* RECORDS SHOWN:
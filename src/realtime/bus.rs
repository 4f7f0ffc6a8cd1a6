use std::collections::HashMap;
use std::sync::Arc;
use tokio::sync::RwLock;
use tokio::sync::mpsc::{self, UnboundedReceiver, UnboundedSender};
use uuid::Uuid;

use crate::models::notification::NotificationEvent;

/// The per-user notification channel registry.
///
/// Channels are named after user IDs. Each connected client session holds one
/// subscription; multiple sessions may subscribe to the same channel (multiple
/// tabs) and each receives an independent copy of every published event. The
/// table lives for the process lifetime and is never persisted: a session that
/// is not subscribed at dispatch time receives nothing.
///
/// Business logic only ever calls [`publish`](NotificationBus::publish); the
/// WebSocket transport owns subscribe/unsubscribe.
#[derive(Clone, Default)]
pub struct NotificationBus {
    inner: Arc<RwLock<Registry>>,
}

#[derive(Default)]
struct Registry {
    /// channel (user ID) -> session ID -> sender.
    channels: HashMap<String, HashMap<Uuid, UnboundedSender<NotificationEvent>>>,
    /// session ID -> channel it is currently subscribed to.
    sessions: HashMap<Uuid, String>,
}

impl NotificationBus {
    /// Creates a new, empty registry.
    pub fn new() -> Self {
        Self::default()
    }

    /// Subscribes a session to a channel, returning the receiving end of its
    /// event queue.
    ///
    /// A session subscribes to at most one channel: re-subscribing moves it to
    /// the new channel and drops the old queue.
    pub async fn subscribe(
        &self,
        session_id: Uuid,
        channel: &str,
    ) -> UnboundedReceiver<NotificationEvent> {
        let (tx, rx) = mpsc::unbounded_channel();

        let mut registry = self.inner.write().await;
        registry.remove_session(session_id);
        registry
            .channels
            .entry(channel.to_string())
            .or_default()
            .insert(session_id, tx);
        registry.sessions.insert(session_id, channel.to_string());

        tracing::debug!("Session {} joined channel {}", session_id, channel);
        rx
    }

    /// Publishes an event to every session subscribed to the channel.
    ///
    /// Sessions whose receiver is gone are pruned. Returns the number of
    /// sessions the event was delivered to; zero when nobody is listening.
    pub async fn publish(&self, channel: &str, event: NotificationEvent) -> usize {
        let mut registry = self.inner.write().await;

        let Some(sessions) = registry.channels.get_mut(channel) else {
            return 0;
        };

        let mut dead = Vec::new();
        let mut delivered = 0;
        for (session_id, tx) in sessions.iter() {
            if tx.send(event.clone()).is_ok() {
                delivered += 1;
            } else {
                dead.push(*session_id);
            }
        }

        for session_id in dead {
            registry.remove_session(session_id);
        }

        tracing::debug!(
            "Published {:?} event to channel {} ({} sessions)",
            event.kind,
            channel,
            delivered
        );
        delivered
    }

    /// Removes a session from whatever channel it is subscribed to.
    /// Idempotent; called on connection teardown.
    pub async fn unsubscribe(&self, session_id: Uuid) {
        self.inner.write().await.remove_session(session_id);
    }
}

impl Registry {
    fn remove_session(&mut self, session_id: Uuid) {
        let Some(channel) = self.sessions.remove(&session_id) else {
            return;
        };
        if let Some(sessions) = self.channels.get_mut(&channel) {
            sessions.remove(&session_id);
            if sessions.is_empty() {
                self.channels.remove(&channel);
            }
        }
    }
}
use sqlx::sqlite::{SqliteConnectOptions, SqlitePool, SqlitePoolOptions};
use std::str::FromStr;
use crate::error::Result;

/// The schema, applied statement by statement at startup. Every statement is
/// idempotent so restarts are safe.
const SCHEMA: &[&str] = &[
    r#"
    CREATE TABLE IF NOT EXISTS users (
        id TEXT PRIMARY KEY,
        name TEXT NOT NULL,
        email TEXT NOT NULL UNIQUE,
        password TEXT NOT NULL,
        bio TEXT,
        github TEXT,
        avatar TEXT,
        created_at TEXT NOT NULL
    )
    "#,
    r#"
    CREATE TABLE IF NOT EXISTS follows (
        follower_id TEXT NOT NULL REFERENCES users(id),
        followed_id TEXT NOT NULL REFERENCES users(id),
        created_at TEXT NOT NULL,
        PRIMARY KEY (follower_id, followed_id)
    )
    "#,
    r#"
    CREATE TABLE IF NOT EXISTS posts (
        id TEXT PRIMARY KEY,
        user_id TEXT NOT NULL REFERENCES users(id),
        name TEXT NOT NULL,
        avatar TEXT,
        text TEXT NOT NULL,
        created_at TEXT NOT NULL
    )
    "#,
    r#"
    CREATE TABLE IF NOT EXISTS likes (
        post_id TEXT NOT NULL REFERENCES posts(id),
        user_id TEXT NOT NULL REFERENCES users(id),
        created_at TEXT NOT NULL,
        PRIMARY KEY (post_id, user_id)
    )
    "#,
    r#"
    CREATE TABLE IF NOT EXISTS comments (
        id INTEGER PRIMARY KEY AUTOINCREMENT,
        post_id TEXT NOT NULL REFERENCES posts(id),
        user_id TEXT NOT NULL REFERENCES users(id),
        name TEXT NOT NULL,
        avatar TEXT,
        text TEXT NOT NULL,
        created_at TEXT NOT NULL
    )
    "#,
];

/// Creates a new database connection pool.
///
/// An in-memory database gets a single connection, otherwise each pooled
/// connection would see its own empty database.
///
/// # Arguments
///
/// * `database_url` - The URL of the SQLite database.
///
/// # Returns
///
/// A `Result` containing the `SqlitePool`.
pub async fn create_pool(database_url: &str) -> Result<SqlitePool> {
    let options = SqliteConnectOptions::from_str(database_url)?.create_if_missing(true);

    let max_connections = if database_url.contains(":memory:") { 1 } else { 5 };

    let pool = SqlitePoolOptions::new()
        .max_connections(max_connections)
        .connect_with(options)
        .await?;

    Ok(pool)
}

/// Applies the schema to the given pool.
pub async fn migrate(pool: &SqlitePool) -> Result<()> {
    for statement in SCHEMA {
        sqlx::query(statement).execute(pool).await?;
    }
    Ok(())
}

* DESCRIPTION OF THE TASK: Which lines above hold the string "Returns"? Show each of them.

* SOLUTION:
    /// Sessions whose receiver is gone are pruned. Returns the number of
/// # Returns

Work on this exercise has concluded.